Task objective. Locate the line that contains "for this operation." in the entries below, then repeat it and every following line through the line that contains "Self::Oracle(_) | Self::OwnerNotSet", exactly, and no others.

** Opening Records shown block **

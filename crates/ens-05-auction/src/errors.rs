//! # Error Types
//!
//! `AuctionError` wraps the errors of every subsystem the orchestrator calls
//! and classifies them into the `ErrorKind` taxonomy the CLI reports.

use ens_01_codec::CodecError;
use ens_02_state_oracle::OracleError;
use ens_03_commitment::CommitmentError;
use ens_04_tx_session::SessionError;
use shared_types::{Address, LedgerError};
use std::time::Duration;
use thiserror::Error;

/// Coarse error classes.
#[derive(Debug, Clone, Copy, PartialEq, Eq)]
pub enum ErrorKind {
    /// Bad user input, rejected before anything was sent.
    InvalidInput,
    /// The name is not in a state that allows the operation.
    InvalidState,
    /// No signing credential for the account.
    CredentialUnavailable,
    /// The ledger refused the transaction.
    Rejected,
    /// The ledger could not be reached.
    NetworkError,
    /// The ledger did not answer within the submission timeout.
    SubmissionTimeout,
}

/// Orchestrator errors.
#[derive(Debug, Clone, PartialEq, Eq, Error)]
pub enum AuctionError {
    /// Name or amount text was invalid.
    #[error(transparent)]
    Codec(#[from] CodecError),

    /// Registry read or state guard failed.
    #[error(transparent)]
    Oracle(#[from] OracleError),

    /// Sealed bid could not be built.
    #[error(transparent)]
    Commitment(#[from] CommitmentError),

    /// Session could not be built.
    #[error(transparent)]
    Session(#[from] SessionError),

    /// Submission failed at the ledger.
    #[error(transparent)]
    Ledger(#[from] LedgerError),

    /// Name is not eligible for this operation.
    #[error("invalid name {name}: {reason}")]
    InvalidName { name: String, reason: String },

    /// A bid amount of zero where a bid is required.
    #[error("bid amount must be greater than zero")]
    ZeroBid,

    /// The claimed bid does not match any sealed bid held by the registrar.
    #[error("no sealed bid matches the revealed amount and salt for {name}")]
    RevealMismatch { name: String },

    /// Registry has no owner for the name.
    #[error("owner is not set for {name}")]
    OwnerNotSet { name: String },

    /// Registry owner changed while the operation waited for its account.
    #[error("owner of {name} changed from {expected} to {actual}")]
    OwnerChanged {
        name: String,
        expected: Address,
        actual: Address,
    },

    /// Resolution target could not be turned into an address.
    #[error("failed to resolve {target}: {reason}")]
    InvalidAddress { target: String, reason: String },

    /// No answer from the ledger in time. The transaction may still land.
    #[error("submission timed out after {0:?}; the transaction may still be mined")]
    SubmissionTimeout(Duration),
}

impl AuctionError {
    /// Taxonomy class of this error.
    pub fn kind(&self) -> ErrorKind {
        match self {
            Self::Codec(_)
            | Self::Commitment(_)
            | Self::InvalidName { .. }
            | Self::ZeroBid
            | Self::RevealMismatch { .. }
            | Self::InvalidAddress { .. } => ErrorKind::InvalidInput,
            Self::Oracle(OracleError::Ledger(e)) | Self::Ledger(e) => ledger_kind(e),
            Self::Oracle(_) | Self::OwnerNotSet { .. } | Self::OwnerChanged { .. } => {
                ErrorKind::InvalidState
            }
            Self::Session(SessionError::CredentialUnavailable { .. }) => {
                ErrorKind::CredentialUnavailable
            }
            Self::Session(_) => ErrorKind::InvalidInput,
            Self::SubmissionTimeout(_) => ErrorKind::SubmissionTimeout,
        }
    }
}

fn ledger_kind(err: &LedgerError) -> ErrorKind {
    match err {
        LedgerError::Rejected(_) => ErrorKind::Rejected,
        LedgerError::Network(_) => ErrorKind::NetworkError,
    }
}
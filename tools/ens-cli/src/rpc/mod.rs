//! JSON-RPC adapters for the node the CLI talks to.

mod client;
mod ledger;
mod types;

pub use client::{RpcClient, RpcError};
pub use ledger::{decode_address, decode_entry, transaction_request, RpcLedger};
pub use types::*;
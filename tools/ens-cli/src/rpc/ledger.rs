//! Ledger adapters over JSON-RPC.
//!
//! One `RpcLedger` serves all three collaborators the orchestrator needs:
//! registry reads through `eth_call`, submissions through
//! `personal_sendTransaction`, and credentials from the node's wallet.

use std::sync::Arc;

use async_trait::async_trait;
use ens_01_codec::abi::{decode_words, encode_call, word_to_address, word_to_u256, Token};
use ens_01_codec::CodecError;
use ens_02_state_oracle::{AuctionEntry, RegistryReader};
use ens_04_tx_session::{SessionError, SigningCredential, TransactionSession, WalletProvider};
use ens_05_auction::{ContractCall, LedgerSubmitter};
use shared_types::{Address, Hash, LedgerError, TxHash, U256};
use tracing::debug;

use super::client::{RpcClient, RpcError};
use super::types::{hex_data, hex_quantity, TransactionRequest};

fn malformed(err: CodecError) -> LedgerError {
    LedgerError::Network(format!("malformed contract response: {err}"))
}

/// Decode a single `address` return value.
pub fn decode_address(data: &[u8]) -> Result<Address, LedgerError> {
    let words = decode_words(data, 1).map_err(malformed)?;
    Ok(word_to_address(&words[0]))
}

/// Decode the registrar's `entries(bytes32)` return tuple.
pub fn decode_entry(data: &[u8]) -> Result<AuctionEntry, LedgerError> {
    let words = decode_words(data, 5).map_err(malformed)?;
    // Out-of-range codes become u8::MAX and are rejected as unknown states
    let state_code = u8::try_from(word_to_u256(&words[0]).low_u64()).unwrap_or(u8::MAX);
    Ok(AuctionEntry {
        state_code,
        deed: word_to_address(&words[1]),
        registration_date: word_to_u256(&words[2]).low_u64(),
        value: word_to_u256(&words[3]),
        highest_bid: word_to_u256(&words[4]),
    })
}

/// Build the node transaction for a call in a session.
pub fn transaction_request(
    session: &TransactionSession,
    call: &ContractCall,
) -> TransactionRequest {
    TransactionRequest {
        from: session.from().to_hex(),
        to: session.target().to_hex(),
        gas_price: hex_quantity(session.gas_price()),
        value: hex_quantity(session.value()),
        data: hex_data(&call.encode()),
        nonce: session.nonce().fixed().map(|n| hex_quantity(U256::from(n))),
        chain_id: hex_quantity(U256::from(session.chain_id())),
    }
}

/// Registry reader, submitter and wallet over one node connection.
pub struct RpcLedger {
    client: Arc<RpcClient>,
    registry: Address,
}

impl RpcLedger {
    /// Adapter reading from the registry at `registry`.
    pub fn new(client: Arc<RpcClient>, registry: Address) -> Self {
        Self { client, registry }
    }

    async fn read(
        &self,
        to: Address,
        signature: &str,
        tokens: &[Token],
    ) -> Result<Vec<u8>, LedgerError> {
        let data = encode_call(signature, tokens);
        let result = self
            .client
            .eth_call(to, &data)
            .await
            .map_err(RpcError::into_read_error)?;
        debug!(%to, signature, bytes = result.len(), "Contract read");
        Ok(result)
    }
}

#[async_trait]
impl RegistryReader for RpcLedger {
    async fn owner(&self, node: Hash) -> Result<Address, LedgerError> {
        let data = self
            .read(self.registry, "owner(bytes32)", &[Token::FixedBytes(node)])
            .await?;
        decode_address(&data)
    }

    async fn resolver(&self, node: Hash) -> Result<Address, LedgerError> {
        let data = self
            .read(self.registry, "resolver(bytes32)", &[Token::FixedBytes(node)])
            .await?;
        decode_address(&data)
    }

    async fn auction_entry(
        &self,
        registrar: Address,
        label_hash: Hash,
    ) -> Result<AuctionEntry, LedgerError> {
        let data = self
            .read(registrar, "entries(bytes32)", &[Token::FixedBytes(label_hash)])
            .await?;
        decode_entry(&data)
    }

    async fn sealed_bid_deed(
        &self,
        registrar: Address,
        bidder: Address,
        commitment: Hash,
    ) -> Result<Address, LedgerError> {
        let data = self
            .read(
                registrar,
                "sealedBids(address,bytes32)",
                &[Token::Address(bidder), Token::FixedBytes(commitment)],
            )
            .await?;
        decode_address(&data)
    }

    async fn resolved_address(&self, resolver: Address, node: Hash) -> Result<Address, LedgerError> {
        let data = self
            .read(resolver, "addr(bytes32)", &[Token::FixedBytes(node)])
            .await?;
        decode_address(&data)
    }
}

#[async_trait]
impl LedgerSubmitter for RpcLedger {
    async fn submit(
        &self,
        session: &TransactionSession,
        call: &ContractCall,
    ) -> Result<TxHash, LedgerError> {
        let tx = transaction_request(session, call);
        debug!(
            call = call.name(),
            from = %tx.from,
            to = %tx.to,
            value = %tx.value,
            "Sending transaction"
        );
        Ok(self
            .client
            .send_transaction(&tx, session.credential().passphrase())
            .await?)
    }
}

#[async_trait]
impl WalletProvider for RpcLedger {
    async fn resolve(
        &self,
        address: Address,
        passphrase: &str,
    ) -> Result<SigningCredential, SessionError> {
        let accounts = self
            .client
            .accounts()
            .await
            .map_err(|e| SessionError::unavailable(address, e.to_string()))?;
        if !accounts.contains(&address) {
            return Err(SessionError::unavailable(
                address,
                "account is not managed by the node's wallet",
            ));
        }
        Ok(SigningCredential::new(address, passphrase))
    }
}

** Closing Records shown block **

Exercise solution.
    /// Name is not eligible for this operation.
    #[error("invalid name {name}: {reason}")]
    InvalidName { name: String, reason: String },

    /// A bid amount of zero where a bid is required.
    #[error("bid amount must be greater than zero")]
    ZeroBid,

    /// The claimed bid does not match any sealed bid held by the registrar.
    #[error("no sealed bid matches the revealed amount and salt for {name}")]
    RevealMismatch { name: String },

    /// Registry has no owner for the name.
    #[error("owner is not set for {name}")]
    OwnerNotSet { name: String },

    /// Registry owner changed while the operation waited for its account.
    #[error("owner of {name} changed from {expected} to {actual}")]
    OwnerChanged {
        name: String,
        expected: Address,
        actual: Address,
    },

    /// Resolution target could not be turned into an address.
    #[error("failed to resolve {target}: {reason}")]
    InvalidAddress { target: String, reason: String },

    /// No answer from the ledger in time. The transaction may still land.
    #[error("submission timed out after {0:?}; the transaction may still be mined")]
    SubmissionTimeout(Duration),
}

impl AuctionError {
    /// Taxonomy class of this error.
    pub fn kind(&self) -> ErrorKind {
        match self {
            Self::Codec(_)
            | Self::Commitment(_)
            | Self::InvalidName { .. }
            | Self::ZeroBid
            | Self::RevealMismatch { .. }
            | Self::InvalidAddress { .. } => ErrorKind::InvalidInput,
            Self::Oracle(OracleError::Ledger(e)) | Self::Ledger(e) => ledger_kind(e),
            Self::Oracle(_) | Self::OwnerNotSet { .. } | Self::OwnerChanged { .. } => {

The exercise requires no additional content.